Finding the People Who Still Question

Finding the People Who Still Question

I learned very early that my questions made people uncomfortable.

By eleven or twelve, I already knew I saw the world differently than most people around me. I asked too many questions. Why are things this way? Why are the priests all men? Why could boys do things girls couldn't? Why did some people have so much while others had so little? Why did everyone seem so certain about systems that felt obviously incomplete?

I grew up in the 1960s and 70s, when questioning was already moving through the culture like a fault line beneath the surface. But even then, I noticed the same pattern.

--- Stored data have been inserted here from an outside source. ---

//! Population and year-over-year change on the 1km mesh.

use mobility_map_compose::{MapArtifact, require_center};
use mobility_map_dataset_models::DatasetKey;
use mobility_map_geography::polygon;
use mobility_map_source::Transport;
use mobility_map_table::reshape::with_change_ratio;
use mobility_map_table::{DataFrame, JoinKind, TableError, drop_nulls, merge};

use crate::{PipelineContext, PipelineError, PipelineRequest};

/// Join key between mesh tables and the mesh reference.
pub const MESH_ID: &str = "mesh1kmid";
/// Population column of the mesh tables.
pub const POPULATION: &str = "population";
/// Change ratio column.
pub const DIFF: &str = "diff";

const DROP_SUFFIX: &str = "_drop";

/// Builds the comparison map for the mesh population dataset.
///
/// The first layer shows baseline-year population per mesh; the second
/// shows `current / baseline - 1` per mesh, omitting meshes whose baseline
/// is zero or missing.
///
/// # Errors
///
/// Returns [`PipelineError`] if a fetch fails, the data lacks a required
/// column, or the population layer has no coordinates to center on.
pub async fn run_mesh_comparison<T: Transport>(
    ctx: &PipelineContext<T>,
    request: &PipelineRequest,
) -> Result<MapArtifact, PipelineError> {
    let region = request.region_params()?;

    let mesh = ctx
        .fetcher
        .fetch(DatasetKey::Mesh1km, request.baseline_year, None)
        .await?;
    let current = ctx
        .fetcher
        .fetch(DatasetKey::Mdp, request.current_year, Some(region))
        .await?;
    let baseline = ctx
        .fetcher
        .fetch(DatasetKey::Mdp, request.baseline_year, Some(region))
        .await?;

    let current = request.filter(&current)?;
    let baseline = request.filter(&baseline)?;

    let population = with_mesh(&baseline, &mesh)?;
    let population_polygons = polygon::build(&population, POPULATION)?;
    let center = require_center(&population)?;

    let change = change_table(&current, &baseline, request)?;
    let change = drop_nulls(&with_mesh(&change, &mesh)?, &[DIFF])?;
    let change_polygons = polygon::build(&change, DIFF)?;

    log::info!(
        "Mesh comparison {}→{}: {} population meshes, {} change meshes",
        request.baseline_year,
        request.current_year,
        population_polygons.len(),
        change_polygons.len()
    );

    ctx.progress.set_message("Creating Map...".to_string());
    let artifact = ctx.composer.compose(
        &population_polygons,
        &change_polygons,
        center,
        request.selection.zoom_level(),
    );
    ctx.progress.finish_and_clear();

    Ok(artifact)
}

/// Attaches mesh corners and centers, discarding overlapping columns of the
/// mesh reference.
fn with_mesh(df: &DataFrame, mesh: &DataFrame) -> Result<DataFrame, TableError> {
    merge(df, mesh, MESH_ID, JoinKind::Left, ("", DROP_SUFFIX), true)
}

/// `mesh1kmid, diff` where `diff = population_<current> /
/// population_<baseline> - 1`.
fn change_table(
    current: &DataFrame,
    baseline: &DataFrame,
    request: &PipelineRequest,
) -> Result<DataFrame, TableError> {
    let current_suffix = format!("_{}", request.current_year);
    let baseline_suffix = format!("_{}", request.baseline_year);

    let joined = merge(
        current,
        baseline,
        MESH_ID,
        JoinKind::Left,
        (current_suffix.as_str(), baseline_suffix.as_str()),
        false,
    )?;

    let current_column = format!("{POPULATION}{current_suffix}");
    let baseline_column = format!("{POPULATION}{baseline_suffix}");

    Ok(with_change_ratio(&joined, &current_column, &baseline_column, DIFF)?.select([MESH_ID, DIFF])?)
}

#[cfg(test)]
mod tests {
    use mobility_map_compose::CompareMode;
    use mobility_map_table::{float_values, read_csv};

    use super::*;
    use crate::testing::*;

    #[tokio::test]
    async fn builds_population_and_change_layers() {
        let ctx = context(mesh_transport());

        let artifact = run_mesh_comparison(&ctx, &tokyo_april(DatasetKey::Mdp))
            .await
            .unwrap();

        assert_eq!(artifact.mode, CompareMode::Linked);
        assert_eq!(artifact.view.zoom, 9);
        assert!((artifact.view.center.lat - 35.005).abs() < 1e-9);
        assert!((artifact.view.center.lon - 139.01875).abs() < 1e-9);

        assert_eq!(artifact.first.value_column, POPULATION);
        assert_eq!(artifact.first.data.features.len(), 3);
        assert_eq!(artifact.first.legend.min_label, "0");
        assert_eq!(artifact.first.legend.max_label, "200");

        // mesh 3 has a zero baseline
        assert_eq!(artifact.second.value_column, DIFF);
        assert_eq!(artifact.second.data.features.len(), 2);
        assert_eq!(artifact.second.legend.min_label, "-10.00%");
        assert_eq!(artifact.second.legend.max_label, "25.00%");
    }

    #[tokio::test]
    async fn city_selection_narrows_and_zooms() {
        let ctx = context(mesh_transport());
        let mut request = tokyo_april(DatasetKey::Mdp);
        request.selection = request.selection.with_city(13101);

        let artifact = run_mesh_comparison(&ctx, &request).await.unwrap();

        assert_eq!(artifact.view.zoom, 11);
        assert_eq!(artifact.first.data.features.len(), 2);
    }

    #[tokio::test]
    async fn repeated_runs_reuse_downloads() {
        let ctx = context(mesh_transport());
        let request = tokyo_april(DatasetKey::Mdp);

        run_mesh_comparison(&ctx, &request).await.unwrap();
        assert_eq!(ctx.fetcher.transport().requests(), 3);

        run_mesh_comparison(&ctx, &request).await.unwrap();
        assert_eq!(ctx.fetcher.transport().requests(), 3);
    }

    #[tokio::test]
    async fn missing_archive_is_a_network_error() {
        let ctx = context(RoutedTransport::default());

        let err = run_mesh_comparison(&ctx, &tokyo_april(DatasetKey::Mdp))
            .await
            .unwrap_err();

        assert_eq!(
            err.user_message(),
            "データの取得に失敗しました: ネットワークエラーが発生しました"
        );
    }

    #[tokio::test]
    async fn empty_selection_cannot_be_displayed() {
        let ctx = context(mesh_transport());
        let mut request = tokyo_april(DatasetKey::Mdp);
        request.selection = request.selection.with_city(99999);

        let err = run_mesh_comparison(&ctx, &request).await.unwrap_err();

        assert_eq!(err.user_message(), "地図表示できません。");
    }

    #[test]
    fn change_uses_year_suffixes() {
        let current = read_csv("mesh1kmid,population\n1,250\n".as_bytes()).unwrap();
        let baseline = read_csv("mesh1kmid,population\n1,200\n".as_bytes()).unwrap();
        let request = tokyo_april(DatasetKey::Mdp);

        let change = change_table(&current, &baseline, &request).unwrap();

        assert_eq!(change.get_column_names(), [MESH_ID, DIFF]);
        let diff = float_values(&change, DIFF).unwrap()[0].unwrap();
        assert!((diff - 0.25).abs() < 1e-9);
    }
}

People didn't mind questions until the questions touched the foundations beneath their identity.

Then fear appeared.

I could see it before I had language for it. In their faces. In their posture. In the sudden tension in the room. My questions made people question the reality they depended on to feel safe, and that frightened them. So, they pushed back. They called me weird. Difficult. Too much.

I was bullied for seeing differently.

Eventually, I learned to stop saying many of the questions out loud.

But I never stopped asking them inside myself.

Instead, I became observant. Quiet. Good at reading people. Good at noticing micro-expressions, emotional shifts, hidden discomfort. I learned how to become the "good girl." How to say the right thing. How to make myself smaller when necessary.

How not to be fully myself.

At least outwardly.

Inside, my mind never stopped moving.

Questioning became the private architecture of my inner world.

Maybe that is why I loved books so much.

Books were places where possibility still existed. Places where reality could bend. Where people questioned worlds instead of simply obeying them. Fiction gave me space to breathe in ways ordinary life often didn't.

Especially science fiction.

Because science fiction asks: What if the systems we inherited are not the final form of humanity?

That question changed everything for me.

Over time, I realized questioning was never really about rebellion. At least not for me.

It was about honesty.

Questioning means refusing to reduce people into fixed identities they can never escape. It means recognizing that every person is shaped by systems, stories, fears, desires, biology, history, and emotional wounds interacting together in ways too complicated for labels.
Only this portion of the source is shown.